According to32 the standard WACC for Greece ranges between 5 and 7.6% for onshore wind farms and 5.5–6.5% for PV parks. For the scenario formulation we have considered the low end of this range for each technology to represent the required WACC for scenario 1. Scenario 2 introduces a degree of uncertainty for the RES producer and the required WACC is increased to the mean of the range. Scenario 3 is strongly in favor of the Hydrogen production side. No WACC is required, since the RES producer, the hydrogen producer, and the Aggregator are part of the same entity and are working towards minimizing LCOH. Regarding market revenue shares, under scenario 1, the Aggregator is not required to actively trade in the markets or optimize energy management considerations. In addition to that, the RES producer is assumed to be fully compensated via the PaP PPA and requires no further compensation. As such, all-market revenues (if any) from excess energy that cannot be consumed in the electrolysis process are directed to the Hydrogen producer, that undertakes all of the risk. In scenario 2, the RES producer does not hedge part of the production under the PPA contract. At the same time, an incentive for optimal trading is introduced from the Aggregator side. Each participant in the 3-party agreement (hydrogen producer, RES producer, and Aggregator) receives the proportion of the market revenues according to the original hedged quantities. The 5–10% market revenue share towards the Aggregator represents an average RES balancing/ profiling cost in Greece according to RESs operators and Guarantees of Origin reports for 2021–202233.
Results and discussion
Base case scenario
The Base case scenario RES optimization methodology Fig. 1 showed that the minimum LCOH was achieved for both technologies close to 70% utilization rate. The resulting PEMEL LCOH was found to be 7.80 Euros per kg with a RES mix of 59.29 MW of wind and 47.15 MW of solar energy for hourly settlement. The corresponding AEL LCOH was found to be 6.16 Euros per kg with a RES mix of 64.55 MW wind and 45.02 MW solar energy. Conversely, for monthly settlement circumstances the LCOH for PEMEL was found to be 6.11 Euros per kg with a RES mix of 40.11 MW Wind and 85.13 MW solar energy and for the AEL 4.89 Euros per kg with a RES mix of 45.23 MW wind and 90.18 MW of solar energy respectively; for this scenario the most beneficial utilization rate was found to be 90%. A utilization rate of 90% for monthly correlation and 70% for hourly correlation provides under the base scenario the minimum achievable LCOH and serves as the baseline for all other operational scenarios. One hundred percent availability within a year cannot be physically achieved, since a proportion of hours is mandatorily reserved for maintenance purposes. The standard vendor suggestion, under the global tender, is around 400–450 h to be reserved for maintenance purposes, which translates to about 5% of total available hours.

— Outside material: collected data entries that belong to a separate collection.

/*!
Report sink for doegen sample tables.

This crate is the I/O shell around [`doegen_sampling`]: it persists sample
tables as flat CSV files, renders pairwise scatter-matrix diagnostics as PNG
images, and provides the pipeline driver that chains sampling,
denormalization, assembly and reporting for one configured run.

Example:
```no_run
use doegen_report::{run, Palette, RunConfig};
use doegen_sampling::{FactorSet, MonteCarlo};

# fn main() -> doegen_report::Result<()> {
let config = RunConfig {
    factors: FactorSet::from_pairs([
        ("height", (50., 200.)),
        ("width", (0.06, 0.1)),
    ])?,
    sample_count: 200,
    base_name: "monte_carlo".to_string(),
    palette: Palette::Winter,
};
// Writes monte_carlo.csv and monte_carlo.png into the current directory.
let table = run(&config, &MonteCarlo::new(), ".")?;
assert_eq!(table.num_samples(), 200);
# Ok(()) }
```
*/
#![warn(missing_docs)]
#![warn(rustdoc::broken_intra_doc_links)]

mod errors;
mod persist;
mod pipeline;
mod plot;

pub use errors::*;
pub use persist::*;
pub use pipeline::*;
pub use plot::*;
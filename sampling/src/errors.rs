use thiserror::Error;

/// A result type for sampling operations
pub type Result<T> = std::result::Result<T, SamplingError>;

/// An error raised while declaring factors or generating a design
#[derive(Error, Debug)]
pub enum SamplingError {
    /// When a design with no factors or no samples is requested
    #[error(
        "invalid dimension: factor count {factor_count} and sample count {sample_count} must both be positive"
    )]
    InvalidDimension {
        /// Requested number of factors
        factor_count: usize,
        /// Requested number of samples
        sample_count: usize,
    },
    /// When a factor interval is empty or reversed
    #[error("invalid bounds for factor '{name}': lower bound {lower} must be strictly less than upper bound {upper}")]
    InvalidBounds {
        /// Name of the offending factor
        name: String,
        /// Declared lower bound
        lower: f64,
        /// Declared upper bound
        upper: f64,
    },
    /// When two factors share the same name
    #[error("duplicate factor name '{0}'")]
    DuplicateFactor(String),
    /// When a matrix does not have one row per declared factor
    #[error("shape mismatch: expected {expected} factor rows, got {actual}")]
    ShapeMismatch {
        /// Number of declared factors
        expected: usize,
        /// Row count of the offending matrix
        actual: usize,
    },
}
use crate::errors::{ReportError, Result};
use doegen_sampling::SampleTable;
use linfa::Float;
use plotters::coord::Shift;
use plotters::prelude::*;
use std::path::Path;

/// Marker color families for the scatter matrix, one per generation run.
#[derive(Clone, Copy, Debug, PartialEq, Eq)]
pub enum Palette {
    /// Cold blue markers
    Winter,
    /// Red-orange markers
    Autumn,
    /// Neutral gray markers
    Gray,
    /// Green markers
    Summer,
}

impl Palette {
    fn color(self) -> RGBColor {
        match self {
            Palette::Winter => RGBColor(31, 119, 180),
            Palette::Autumn => RGBColor(214, 96, 39),
            Palette::Gray => RGBColor(110, 110, 110),
            Palette::Summer => RGBColor(44, 160, 44),
        }
    }
}

const CELL_SIZE: u32 = 300;
const TITLE_HEIGHT: u32 = 40;
const HIST_BINS: usize = 10;

/// Renders the pairwise scatter matrix of `table` as a PNG file.
///
/// The grid is `n x n` for `n` factors: cell `(i, j)` scatters factor `j`
/// (x axis) against factor `i` (y axis), and diagonal cells show the marginal
/// histogram of their factor. Axis ranges follow the data, so excursions
/// outside the declared bounds (normal designs) stay visible.
pub fn scatter_matrix<F: Float>(
    table: &SampleTable<F>,
    path: impl AsRef<Path>,
    palette: Palette,
    title: &str,
) -> Result<()> {
    let n = table.num_factors();
    if n == 0 || table.num_samples() == 0 {
        return Err(ReportError::Plot("nothing to plot: empty table".to_string()));
    }

    let columns: Vec<Vec<f64>> = (0..n)
        .map(|j| {
            table
                .values()
                .column(j)
                .iter()
                .map(|v| v.to_f64().unwrap_or(f64::NAN))
                .collect()
        })
        .collect();
    let ranges: Vec<(f64, f64)> = columns.iter().map(|c| axis_range(c)).collect();
    let color = palette.color();

    let side = CELL_SIZE * n as u32;
    let root = BitMapBackend::new(path.as_ref(), (side, side + TITLE_HEIGHT)).into_drawing_area();
    root.fill(&WHITE).map_err(plot_err)?;
    let root = root
        .titled(title, ("sans-serif", 24))
        .map_err(plot_err)?;

    let panels = root.split_evenly((n, n));
    for i in 0..n {
        for j in 0..n {
            let panel = &panels[i * n + j];
            let names = table.column_names();
            if i == j {
                draw_histogram(panel, &columns[i], ranges[i], color, &names[i])?;
            } else {
                draw_scatter(
                    panel,
                    &columns[j],
                    &columns[i],
                    ranges[j],
                    ranges[i],
                    color,
                    &names[j],
                    &names[i],
                )?;
            }
        }
    }
    root.present().map_err(plot_err)?;
    Ok(())
}

fn plot_err<E: std::fmt::Display>(e: E) -> ReportError {
    ReportError::Plot(e.to_string())
}

/// Data range with a small margin; degenerate ranges are widened so that
/// every chart keeps a non-empty span.
fn axis_range(values: &[f64]) -> (f64, f64) {
    let mut lo = f64::INFINITY;
    let mut hi = f64::NEG_INFINITY;
    for &v in values {
        lo = lo.min(v);
        hi = hi.max(v);
    }
    if !lo.is_finite() || !hi.is_finite() {
        return (0., 1.);
    }
    if (hi - lo).abs() < f64::EPSILON {
        return (lo - 0.5, hi + 0.5);
    }
    let pad = 0.05 * (hi - lo);
    (lo - pad, hi + pad)
}

#[allow(clippy::too_many_arguments)]
fn draw_scatter(
    area: &DrawingArea<BitMapBackend<'_>, Shift>,
    xs: &[f64],
    ys: &[f64],
    x_range: (f64, f64),
    y_range: (f64, f64),
    color: RGBColor,
    x_name: &str,
    y_name: &str,
) -> Result<()> {
    let mut chart = ChartBuilder::on(area)
        .margin(8)
        .x_label_area_size(24)
        .y_label_area_size(40)
        .build_cartesian_2d(x_range.0..x_range.1, y_range.0..y_range.1)
        .map_err(plot_err)?;
    chart
        .configure_mesh()
        .x_labels(4)
        .y_labels(4)
        .x_desc(x_name)
        .y_desc(y_name)
        .label_style(("sans-serif", 11))
        .draw()
        .map_err(plot_err)?;
    chart
        .draw_series(
            xs.iter()
                .zip(ys)
                .map(|(&x, &y)| Circle::new((x, y), 2, color.filled())),
        )
        .map_err(plot_err)?;
    Ok(())
}

fn draw_histogram(
    area: &DrawingArea<BitMapBackend<'_>, Shift>,
    values: &[f64],
    range: (f64, f64),
    color: RGBColor,
    name: &str,
) -> Result<()> {
    let (lo, hi) = range;
    let bin_width = (hi - lo) / HIST_BINS as f64;
    let mut counts = [0usize; HIST_BINS];
    for &v in values {
        let bin = (((v - lo) / bin_width) as usize).min(HIST_BINS - 1);
        counts[bin] += 1;
    }
    let y_max = counts.iter().max().copied().unwrap_or(1).max(1) as f64 * 1.1;

    let mut chart = ChartBuilder::on(area)
        .margin(8)
        .x_label_area_size(24)
        .y_label_area_size(40)
        .build_cartesian_2d(lo..hi, 0.0..y_max)
        .map_err(plot_err)?;
    chart
        .configure_mesh()
        .x_labels(4)
        .y_labels(4)
        .x_desc(name)
        .label_style(("sans-serif", 11))
        .draw()
        .map_err(plot_err)?;
    chart
        .draw_series(counts.iter().enumerate().map(|(bin, &count)| {
            let x0 = lo + bin as f64 * bin_width;
            Rectangle::new(
                [(x0, 0.), (x0 + bin_width, count as f64)],
                color.mix(0.6).filled(),
            )
        }))
        .map_err(plot_err)?;
    Ok(())
}
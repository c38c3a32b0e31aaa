use crate::errors::{Result, SamplingError};
use crate::factors::FactorSet;
use linfa::Float;
use ndarray::{Array2, ArrayBase, Axis, Data, Ix2};

/// Rescales raw draws into the declared factor intervals.
///
/// Row `i` of `raw` is mapped affinely onto factor `i`'s interval:
/// `v ↦ (upper - lower) * v + lower`, so a draw of `0.` lands exactly on the
/// lower bound and a draw of `1.` exactly on the upper bound. The map is
/// applied independently per row and preserves ordering within a row.
///
/// Values are neither clamped nor validated against `[0., 1.]`: raw draws
/// outside the unit interval (normal designs) map outside the declared
/// bounds, and that excursion is carried through untouched.
///
/// Errors with [`SamplingError::ShapeMismatch`] when the row count of `raw`
/// differs from the number of declared factors, so a miswired matrix never
/// silently mislabels data.
///
/// ```
/// use doegen_sampling::{denormalize, FactorSet};
/// use ndarray::arr2;
///
/// let factors = FactorSet::from_pairs([("height", (50., 200.))]).unwrap();
/// let scaled = denormalize(&arr2(&[[0., 0.5, 1.]]), &factors).unwrap();
/// assert_eq!(scaled, arr2(&[[50., 125., 200.]]));
/// ```
pub fn denormalize<F: Float>(
    raw: &ArrayBase<impl Data<Elem = F>, Ix2>,
    factors: &FactorSet<F>,
) -> Result<Array2<F>> {
    if raw.nrows() != factors.len() {
        return Err(SamplingError::ShapeMismatch {
            expected: factors.len(),
            actual: raw.nrows(),
        });
    }
    let lower = factors.lower_bounds();
    let span = (factors.upper_bounds() - &lower).insert_axis(Axis(1));
    let lower = lower.insert_axis(Axis(1));
    Ok(raw * &span + &lower)
}

#[cfg(test)]
mod tests {
    use super::*;
    use crate::factors::FactorSet;
    use approx::assert_abs_diff_eq;
    use ndarray::arr2;

    fn demo_factors() -> FactorSet<f64> {
        FactorSet::from_pairs([("height", (50., 200.)), ("width", (0.06, 0.1))]).unwrap()
    }

    #[test]
    fn test_denormalize_maps_unit_draws_onto_bounds() {
        let raw = arr2(&[[0., 0.25, 0.5, 1.], [1., 0.75, 0.5, 0.]]);
        let scaled = denormalize(&raw, &demo_factors()).unwrap();
        let expected = arr2(&[[50., 87.5, 125., 200.], [0.1, 0.09, 0.08, 0.06]]);
        assert_abs_diff_eq!(scaled, expected, epsilon = 1e-12);
    }

    #[test]
    fn test_denormalize_does_not_clamp() {
        // Draws outside [0, 1], as a normal design produces them
        let raw = arr2(&[[-0.25, 1.5]]);
        let factors = FactorSet::from_pairs([("temp", (0., 100.))]).unwrap();
        let scaled = denormalize(&raw, &factors).unwrap();
        assert_abs_diff_eq!(scaled, arr2(&[[-25., 150.]]), epsilon = 1e-12);
    }

    #[test]
    fn test_denormalize_is_monotonic() {
        let raw = arr2(&[[0.1, 0.2, 0.7]]);
        let factors = FactorSet::from_pairs([("x", (-3., 12.))]).unwrap();
        let scaled = denormalize(&raw, &factors).unwrap();
        assert!(scaled[[0, 0]] < scaled[[0, 1]] && scaled[[0, 1]] < scaled[[0, 2]]);
    }

    #[test]
    fn test_denormalize_rejects_row_mismatch() {
        let raw = arr2(&[[0.5, 0.5]]);
        let res = denormalize(&raw, &demo_factors());
        assert!(matches!(
            res,
            Err(SamplingError::ShapeMismatch {
                expected: 2,
                actual: 1
            })
        ));
    }
}
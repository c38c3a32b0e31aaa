use crate::errors::Result;
use crate::traits::{check_dimensions, SamplingMethod};
use linfa::Float;
use ndarray::{Array, Array2};
use ndarray_rand::{rand::Rng, rand::SeedableRng, rand_distr::Beta, RandomExt};
use rand_xoshiro::Xoshiro256Plus;
#[cfg(feature = "serializable")]
use serde::{Deserialize, Serialize};

/// First shape parameter of the beta distribution
const ALPHA: f64 = 5.;
/// Second shape parameter of the beta distribution
const BETA: f64 = 2.;

/// The Beta design draws every factor row independently from a fixed
/// `Beta(5, 2)` distribution. Draws lie in `(0., 1.)` with a right-skewed
/// mass (mean `5/7`), so denormalized values concentrate near the upper
/// factor bound.
#[derive(Clone, Debug)]
#[cfg_attr(feature = "serializable", derive(Serialize, Deserialize))]
pub struct BetaRandom<R: Rng + Clone> {
    /// Random generator used for reproducibility
    rng: R,
}

impl BetaRandom<Xoshiro256Plus> {
    /// Constructor using the default, entropy-seeded random generator
    ///
    /// ```
    /// use doegen_sampling::{BetaRandom, SamplingMethod};
    ///
    /// let raw: ndarray::Array2<f64> = BetaRandom::new().generate_samples(2, 10).unwrap();
    /// assert_eq!(raw.dim(), (2, 10));
    /// ```
    pub fn new() -> Self {
        BetaRandom {
            rng: Xoshiro256Plus::from_entropy(),
        }
    }
}

impl<R: Rng + Clone> BetaRandom<R> {
    /// Sets the random generator, for reproducible designs
    pub fn with_rng<R2: Rng + Clone>(self, rng: R2) -> BetaRandom<R2> {
        BetaRandom { rng }
    }
}

impl<F: Float, R: Rng + Clone> SamplingMethod<F> for BetaRandom<R> {
    fn generate_samples(&self, factor_count: usize, sample_count: usize) -> Result<Array2<F>> {
        check_dimensions(factor_count, sample_count)?;
        let mut rng = self.rng.clone();
        let distr = Beta::new(ALPHA, BETA).unwrap();
        let raw = Array::random_using((factor_count, sample_count), distr, &mut rng);
        Ok(raw.mapv(F::cast))
    }
}
use std::sync::{Arc, Mutex};

use anyhow::{Result, anyhow};
use async_trait::async_trait;
use tokio::sync::Notify;

use stevedore_domain::MonitoringEvent;
use stevedore_ports::MonitoringSink;

/// Keeps every event in memory, for drills and tests.
#[derive(Debug, Clone, Default)]
pub struct RecordingSink {
    events: Arc<Mutex<Vec<MonitoringEvent>>>,
    notify: Arc<Notify>,
}

impl RecordingSink {
    pub fn new() -> Self {
        Self::default()
    }

    pub fn events(&self) -> Vec<MonitoringEvent> {
        self.events
            .lock()
            .map(|events| events.clone())
            .unwrap_or_default()
    }

    pub fn len(&self) -> usize {
        self.events.lock().map(|events| events.len()).unwrap_or(0)
    }

    pub fn is_empty(&self) -> bool {
        self.len() == 0
    }

    pub fn clear(&self) {
        if let Ok(mut events) = self.events.lock() {
            events.clear();
        }
    }

    /// Wait until at least `count` events have been recorded.
    pub async fn wait_for(&self, count: usize) {
        loop {
            let notified = self.notify.notified();
            if self.len() >= count {
                return;
            }
            notified.await;
        }
    }
}

#[async_trait]
impl MonitoringSink for RecordingSink {
    async fn send(&self, event: MonitoringEvent) -> Result<()> {
        self.events
            .lock()
            .map_err(|_| anyhow!("recording sink lock poisoned"))?
            .push(event);
        self.notify.notify_waiters();
        Ok(())
    }
}

#[cfg(test)]
mod tests {
    use super::*;
    use std::time::Duration;

    use stevedore_domain::HealthReading;

    fn event(ok: bool) -> MonitoringEvent {
        let reading = HealthReading {
            ok,
            reason: (!ok).then(|| "CONNECTION_LOST".to_string()),
            ttl_seconds: 15,
        };
        MonitoringEvent::from_reading("coordination-connection", &[], &reading)
    }

    #[tokio::test]
    async fn test_records_in_order_and_wakes_waiters() {
        let sink = RecordingSink::new();
        let waiter = {
            let sink = sink.clone();
            tokio::spawn(async move { sink.wait_for(2).await })
        };

        sink.send(event(true)).await.unwrap();
        sink.send(event(false)).await.unwrap();
        tokio::time::timeout(Duration::from_secs(1), waiter)
            .await
            .unwrap()
            .unwrap();

        let events = sink.events();
        assert!(events[0].is_ok());
        assert!(!events[1].is_ok());

        sink.clear();
        assert!(sink.is_empty());
    }
}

The red full line represents the LCOH for a PEMEL electrolyzer in hourly temporal correlation settlements. The red dashed line represents LCOH for a PEMEL in hourly temporal correlation settlements. The blue full line represents the LCOH for an AEL electrolyzer in monthly temporal correlation settlements. The blue dashed line represents LCOH for an AEL in monthly temporal correlation settlements.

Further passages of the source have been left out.